Sexe, mystère et religion

Une relecture des mythes gréco-latins

Par Alain Cueff · Le Journal des Arts

Le 19 juin 1998 - 385 mots

La minutieuse relecture des fresques de la villa des Mystères à Pompéi, qui démêle les fils des préjugés et des mésinterprétations, ouvre la voie à une démythification des questions du regard et de l’érotisme dans la culture gréco-latine.

La très complexe mythologie gréco-latine a suscité d’innombrables interprétations qui, bien souvent, au lieu de contenir les mythes, en ont surimposé d’autres, nourris de préjugés modernes et de postulats anachroniques. Depuis Comment on écrit l’histoire, en passant par Les Grecs ont-ils cru en leurs mythes ?, tout le travail de Paul Veyne a consisté en une radicale reconsidération du rapport à l’objet historique lui-même. “La vérité, en l’occurrence, écrit-il en avant-propos du présent essai, c’est notre besoin forcené, et légitime sans doute, de trouver partout du mystère.” L’historien doit pourtant impérativement battre ce besoin en brèche. Les fresques de la villa dite des Mystères, à Pompéi, qui ont suscité de multiples projections de la part des historiens et des archéologues, est un remarquable cas d’école, à la fois par la richesse des scènes représentées et par l’abondante littérature qui leur ont été consacrée.

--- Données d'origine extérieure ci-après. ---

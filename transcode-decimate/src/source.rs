//! Upstream frame sources driven by the pull protocol.

use crate::frame::{Frame, PixelFormat};
use crate::rate::Rational;
use std::collections::HashSet;
use std::sync::Arc;

/// Static properties of a clip.
#[derive(Debug, Clone, PartialEq)]
pub struct ClipInfo {
    /// Number of frames in the clip.
    pub num_frames: usize,
    /// Frame rate.
    pub rate: Rational,
    /// Frame width in pixels.
    pub width: u32,
    /// Frame height in pixels.
    pub height: u32,
    /// Pixel format.
    pub format: PixelFormat,
    /// Bits per sample.
    pub bit_depth: u32,
}

impl ClipInfo {
    /// Index of the last frame.
    pub fn last_frame(&self) -> usize {
        self.num_frames.saturating_sub(1)
    }

    /// Frame rate as a float.
    pub fn fps(&self) -> f64 {
        self.rate.to_f64()
    }
}

/// A clip that frames are pulled from.
///
/// The decimator first announces every frame it depends on through
/// [`request`](FrameSource::request), then tries to [`fetch`](FrameSource::fetch)
/// them. A `None` from `fetch` means the frame is not ready yet and the
/// decimator will report the output as pending.
pub trait FrameSource {
    /// Clip properties.
    fn info(&self) -> &ClipInfo;

    /// Announce that `index` will be needed.
    fn request(&mut self, index: usize);

    /// Get a frame if it is ready.
    fn fetch(&self, index: usize) -> Option<Arc<Frame>>;
}

/// In-memory frame source.
///
/// In deferred mode a requested frame only becomes fetchable after
/// [`deliver`](MemorySource::deliver) is called, which mimics a host that
/// resolves requests asynchronously.
#[derive(Debug, Clone)]
pub struct MemorySource {
    info: ClipInfo,
    frames: Vec<Arc<Frame>>,
    deferred: bool,
    requested: HashSet<usize>,
    ready: HashSet<usize>,
    request_count: usize,
}

impl MemorySource {
    /// Create a source over the given frames.
    ///
    /// Geometry is taken from the first frame; an empty list yields an
    /// empty 8-bit 4:2:0 clip.
    pub fn new(frames: Vec<Frame>, rate: Rational) -> Self {
        let (width, height, format, bit_depth) = frames
            .first()
            .map(|f| (f.width(), f.height(), f.format(), f.bit_depth()))
            .unwrap_or((0, 0, PixelFormat::Yuv420p, 8));
        let info = ClipInfo {
            num_frames: frames.len(),
            rate,
            width,
            height,
            format,
            bit_depth,
        };
        Self {
            info,
            frames: frames.into_iter().map(Arc::new).collect(),
            deferred: false,
            requested: HashSet::new(),
            ready: HashSet::new(),
            request_count: 0,
        }
    }

    /// Switch to deferred delivery.
    pub fn deferred(mut self) -> Self {
        self.deferred = true;
        self
    }

    /// Make every outstanding request fetchable.
    pub fn deliver(&mut self) {
        self.ready.extend(self.requested.drain());
    }

    /// Total number of `request` calls received.
    pub fn request_count(&self) -> usize {
        self.request_count
    }

    /// Whether `index` has been requested and not yet delivered.
    pub fn is_outstanding(&self, index: usize) -> bool {
        self.requested.contains(&index)
    }
}

impl FrameSource for MemorySource {
    fn info(&self) -> &ClipInfo {
        &self.info
    }

    fn request(&mut self, index: usize) {
        self.request_count += 1;
        if self.deferred && !self.ready.contains(&index) {
            self.requested.insert(index);
        }
    }

    fn fetch(&self, index: usize) -> Option<Arc<Frame>> {
        if self.deferred && !self.ready.contains(&index) {
            return None;
        }
        self.frames.get(index).cloned()
    }
}

#[cfg(test)]
mod tests {
    use super::*;

    fn frames(n: usize) -> Vec<Frame> {
        (0..n)
            .map(|i| {
                let mut f = Frame::new(16, 16, PixelFormat::Yuv420p, 8);
                f.fill_plane(0, i as u16);
                f
            })
            .collect()
    }

    #[test]
    fn test_immediate_fetch() {
        let src = MemorySource::new(frames(3), Rational::ntsc_video());
        assert_eq!(src.info().num_frames, 3);
        assert_eq!(src.info().last_frame(), 2);
        assert_eq!(src.fetch(2).unwrap().plane(0).unwrap()[0], 2);
        assert!(src.fetch(3).is_none());
    }

    #[test]
    fn test_deferred_delivery() {
        let mut src = MemorySource::new(frames(4), Rational::ntsc_video()).deferred();
        assert!(src.fetch(1).is_none());
        src.request(1);
        assert!(src.is_outstanding(1));
        assert!(src.fetch(1).is_none());
        src.deliver();
        assert!(src.fetch(1).is_some());
        assert!(src.fetch(2).is_none());
        assert_eq!(src.request_count(), 1);
    }
}
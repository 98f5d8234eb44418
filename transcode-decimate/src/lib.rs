//! # Transcode Decimate
//!
//! Inverse telecine frame decimation for the Transcode project.
//!
//! Telecined material repeats one frame in every five after field matching.
//! This crate finds those repeats and removes them, either at a fixed ratio
//! or by producing variable frame rate output with a Matroska timecode file:
//!
//! - **Difference metrics**: worst-block and whole-frame differences between
//!   consecutive frames, with optional pre-denoising
//! - **Cadence classification**: film versus video cycles from field match
//!   hints and metric evidence
//! - **Duplicate selection**: longest-string and most-similar strategies
//! - **Hybrid output**: blend video sections down to the film rate, or blend
//!   film up to the video rate
//! - **Variable frame rate**: single-pass and two-pass timecode output,
//!   120 fps material and arbitrary rate conversion
//! - **Side files**: overrides, match hints, metrics import/export
//!
//! ## Quick Start
//!
//! ```rust,ignore
//! use transcode_decimate::{DecimateConfig, Decimator, MemorySource};
//! use std::task::Poll;
//!
//! let mut source = MemorySource::new(frames, Rational::ntsc_video());
//! let mut decimator = Decimator::new(&DecimateConfig::default(), source.info())?;
//!
//! for n in 0..decimator.output_info().num_frames {
//!     match decimator.get_frame(n, &mut source)? {
//!         Poll::Ready(frame) => output.push(frame),
//!         Poll::Pending => unreachable!("memory sources deliver immediately"),
//!     }
//! }
//! decimator.finish(&mut source)?;
//! ```
//!
//! ## Pull Protocol
//!
//! Decisions need frames the host may not have decoded yet. A decision
//! requests them through [`FrameSource::request`] and returns
//! [`Poll::Pending`](std::task::Poll::Pending) until they can be fetched; the
//! host delivers the frames and asks again.
//!
//! ```rust,ignore
//! loop {
//!     match decimator.decide(n, &mut source)? {
//!         Poll::Ready(decision) => break decision,
//!         Poll::Pending => source.decode_requested()?,
//!     }
//! }
//! ```
//!
//! ## Variable Frame Rate
//!
//! ```rust,ignore
//! use transcode_decimate::{DecimateConfig, Hybrid, Mode};
//!
//! let config = DecimateConfig {
//!     mode: Mode::Vfr,
//!     hybrid: Hybrid::Vfr,
//!     timecodes_out: Some("timecodes.txt".into()),
//!     ..Default::default()
//! };
//! ```

#![warn(missing_docs)]
#![warn(clippy::all)]
#![allow(clippy::too_many_arguments)]

pub mod annotate;
pub mod blend;
pub mod classify;
pub mod config;
pub mod cycle;
pub mod denoise;
pub mod error;
pub mod frame;
pub mod hints;
pub mod metric;
pub mod metrics_file;
pub mod ovr;
pub mod planner;
pub mod rate;
pub mod scene;
pub mod scheduler;
pub mod select;
pub mod source;
pub mod store;
pub mod timecode;

// Re-export main types
pub use annotate::Annotator;
pub use blend::{BlendRatios, FrameBlender};
pub use classify::VideoDetect;
pub use config::{DecimateConfig, Hybrid, Mode};
pub use cycle::{BlendOutcome, Cycle, CycleType, MatchCode};
pub use error::{DecimateError, Result};
pub use frame::{Frame, FrameHints, PixelFormat};
pub use hints::MatchHints;
pub use metric::{FrameDiff, MetricConfig, MetricProvider};
pub use metrics_file::{MetricsFile, MetricsHeader};
pub use ovr::Overrides;
pub use planner::{Section, VfrPlan};
pub use rate::Rational;
pub use scheduler::{CycleInfo, Decimator, Decision, Selection};
pub use select::{Selector, SelectorConfig, Strategy};
pub use source::{ClipInfo, FrameSource, MemorySource};
pub use store::{FrameMetrics, MetricStore};
pub use timecode::{TimecodeFormat, TimecodeWriter, VfrStats};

Avec la patience souveraine d’un détective qui sait les trahisons possibles de la description, Paul Veyne écarte, en s’appuyant sur une scrupuleuse argumentation, les hypothèses les plus diverses qui ont obscurci et défiguré le sens de ces peintures. On a voulu y voir une allégorie de l’initiation aux Mystères de Bacchus, hypothèse réclamant toute une série d’ajustements plus sérieux et plus aveuglants les uns que les autres qui ont fini par greffer une fable sur la légende. Il ne s’agit pas d’une restauration mais d’une véritable remise à jour, où les questions sont traitées aussi concrètement et universellement que pouvaient les aborder les contemporains eux-mêmes. Avec humour et distance vis-à-vis de ce qui se révèle être un matin de noces au gynécée, témoignant de l’idéologie et de la sexologie gréco-latines. À la suite de ce premier examen, qui restitue aussi à la fresque sa poésie, François Lissarrague explore les recoins du gynécée dans la tradition grecque, et Françoise Frontisi-Ducroux s’interroge quant à elle sur le “sexe du regard”, à travers les images et les textes qui faisaient une large place à l’érotisme.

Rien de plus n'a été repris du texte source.